- [Task details]:
The records sit below. Return every line in them that holds the word "error".

- [Data extract]:

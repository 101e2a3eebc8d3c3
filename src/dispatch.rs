//! End-to-end handling of one webhook delivery
//!
//! normalize -> registry lookup -> per-binding policy -> cause -> schedule.
//! Every binding is handled on its own: a failed lookup or a rejected build
//! only affects that binding.

use serde::Serialize;
use std::sync::{Arc, RwLock};
use tracing::{error, info, warn};

use crate::assembla::RepositoryApi;
use crate::error::Result;
use crate::invoke::invoke;
use crate::policy::{self, Decision};
use crate::registry::{JobId, TriggerRegistry};
use crate::scheduler::{BuildHandle, BuildScheduler, JobCatalog};
use crate::webhook::{EventKind, WebhookEvent, normalize};

#[derive(Debug, Clone, PartialEq, Eq, Serialize)]
#[serde(tag = "outcome", content = "detail", rename_all = "lowercase")]
pub enum BindingOutcome {
    Scheduled(BuildHandle),
    Skipped(String),
    Failed(String),
}

#[derive(Debug, Clone, PartialEq, Eq, Serialize)]
pub struct BindingReport {
    pub job: JobId,
    #[serde(flatten)]
    pub outcome: BindingOutcome,
}

/// What happened to one delivery
#[derive(Debug, Clone, PartialEq, Eq, Serialize)]
pub struct DispatchReport {
    pub space_wiki_name: String,
    pub repository: String,
    pub kind: EventKind,
    pub action: Option<String>,
    pub bindings: Vec<BindingReport>,
}

impl DispatchReport {
    pub fn scheduled(&self) -> impl Iterator<Item = &BuildHandle> {
        self.bindings.iter().filter_map(|b| match &b.outcome {
            BindingOutcome::Scheduled(handle) => Some(handle),
            _ => None,
        })
    }

    pub fn scheduled_count(&self) -> usize {
        self.scheduled().count()
    }
}

#[derive(Clone)]
pub struct TriggerService {
    registry: Arc<TriggerRegistry>,
    api: Arc<RwLock<Arc<dyn RepositoryApi>>>,
    scheduler: Arc<dyn BuildScheduler>,
    catalog: Arc<dyn JobCatalog>,
}

impl TriggerService {
    pub fn new(
        registry: Arc<TriggerRegistry>,
        api: Arc<dyn RepositoryApi>,
        scheduler: Arc<dyn BuildScheduler>,
        catalog: Arc<dyn JobCatalog>,
    ) -> Self {
        Self {
            registry,
            api: Arc::new(RwLock::new(api)),
            scheduler,
            catalog,
        }
    }

    pub fn registry(&self) -> &TriggerRegistry {
        &self.registry
    }

    /// The repository API lookups currently go through.
    pub fn repository_api(&self) -> Arc<dyn RepositoryApi> {
        self.api.read().unwrap_or_else(|p| p.into_inner()).clone()
    }

    /// Swaps the repository API; lookups already running keep the old one.
    pub fn replace_repository_api(&self, api: Arc<dyn RepositoryApi>) {
        *self.api.write().unwrap_or_else(|p| p.into_inner()) = api;
    }

    /// Normalizes a raw webhook body and handles it.
    pub async fn handle_payload(&self, raw: &[u8]) -> Result<DispatchReport> {
        let event = normalize(raw).inspect_err(|e| warn!("Dropping webhook: {}", e))?;
        Ok(self.handle_event(&event).await)
    }

    pub async fn handle_event(&self, event: &WebhookEvent) -> DispatchReport {
        let mut report = DispatchReport {
            space_wiki_name: event.space_wiki_name.clone(),
            repository: event.repository_key().to_string(),
            kind: event.kind,
            action: event.action.as_ref().map(|a| a.to_string()),
            bindings: Vec::new(),
        };

        if !event.should_trigger_build() {
            info!(
                "Ignoring {:?} event for space '{}' (action: {:?})",
                event.kind, event.space_wiki_name, report.action
            );
            return report;
        }

        let mut jobs: Vec<JobId> = self.registry.lookup(event.repository_key()).into_iter().collect();
        jobs.sort();
        if jobs.is_empty() {
            info!(
                "No triggers registered for repo '{}' (space '{}')",
                event.repository_key(),
                event.space_name
            );
            return report;
        }

        for job in jobs {
            let outcome = self.handle_binding(&job, event).await;
            report.bindings.push(BindingReport { job, outcome });
        }
        report
    }

    async fn handle_binding(&self, job_id: &JobId, event: &WebhookEvent) -> BindingOutcome {
        let Some(job) = self.catalog.job(job_id) else {
            warn!("Job '{}' is bound but no longer configured", job_id);
            return BindingOutcome::Skipped("job is not configured".to_string());
        };

        if let Decision::Skip(reason) = policy::decide(&job.trigger_config(), event) {
            info!("Not building job '{}': {}", job.name, reason);
            return BindingOutcome::Skipped(reason);
        }

        let api = self.repository_api();
        let cause = match policy::resolve_cause(api.as_ref(), event).await {
            Ok(cause) => cause,
            Err(e) => {
                warn!("Could not resolve cause for job '{}': {}", job.name, e);
                return BindingOutcome::Failed(e.to_string());
            }
        };

        match invoke(self.scheduler.as_ref(), &job, cause).await {
            Ok(handle) => BindingOutcome::Scheduled(handle),
            Err(e) => {
                error!("Build for job '{}' was not scheduled: {}", job.name, e);
                BindingOutcome::Failed(e.to_string())
            }
        }
    }
}
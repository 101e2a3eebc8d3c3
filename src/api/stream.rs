//! SSE stream of scheduled builds

use axum::{
    extract::State as AxumState,
    response::sse::{Event, KeepAlive, Sse},
};
use std::convert::Infallible;
use tokio_stream::StreamExt;
use tokio_stream::wrappers::BroadcastStream;

use crate::SharedState;

/// GET /api/stream/builds - SSE stream of build events
pub async fn stream_builds(
    AxumState(state): AxumState<SharedState>,
) -> Sse<impl tokio_stream::Stream<Item = Result<Event, Infallible>>> {
    let rx = state.scheduler.subscribe();
    let stream = BroadcastStream::new(rx);

    let event_stream = stream.filter_map(|result| {
        match result {
            Ok(event) => {
                let data = serde_json::to_string(&event).unwrap_or_default();
                Some(Ok(Event::default().event(&event.event_type).data(data)))
            }
            Err(_) => None, // Skip lagged messages
        }
    });

    Sse::new(event_stream).keep_alive(KeepAlive::default())
}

- [Response area]:
use tracing::{error, info, warn};
use crate::error::Result;
                error!("Build for job '{}' was not scheduled: {}", job.name, e);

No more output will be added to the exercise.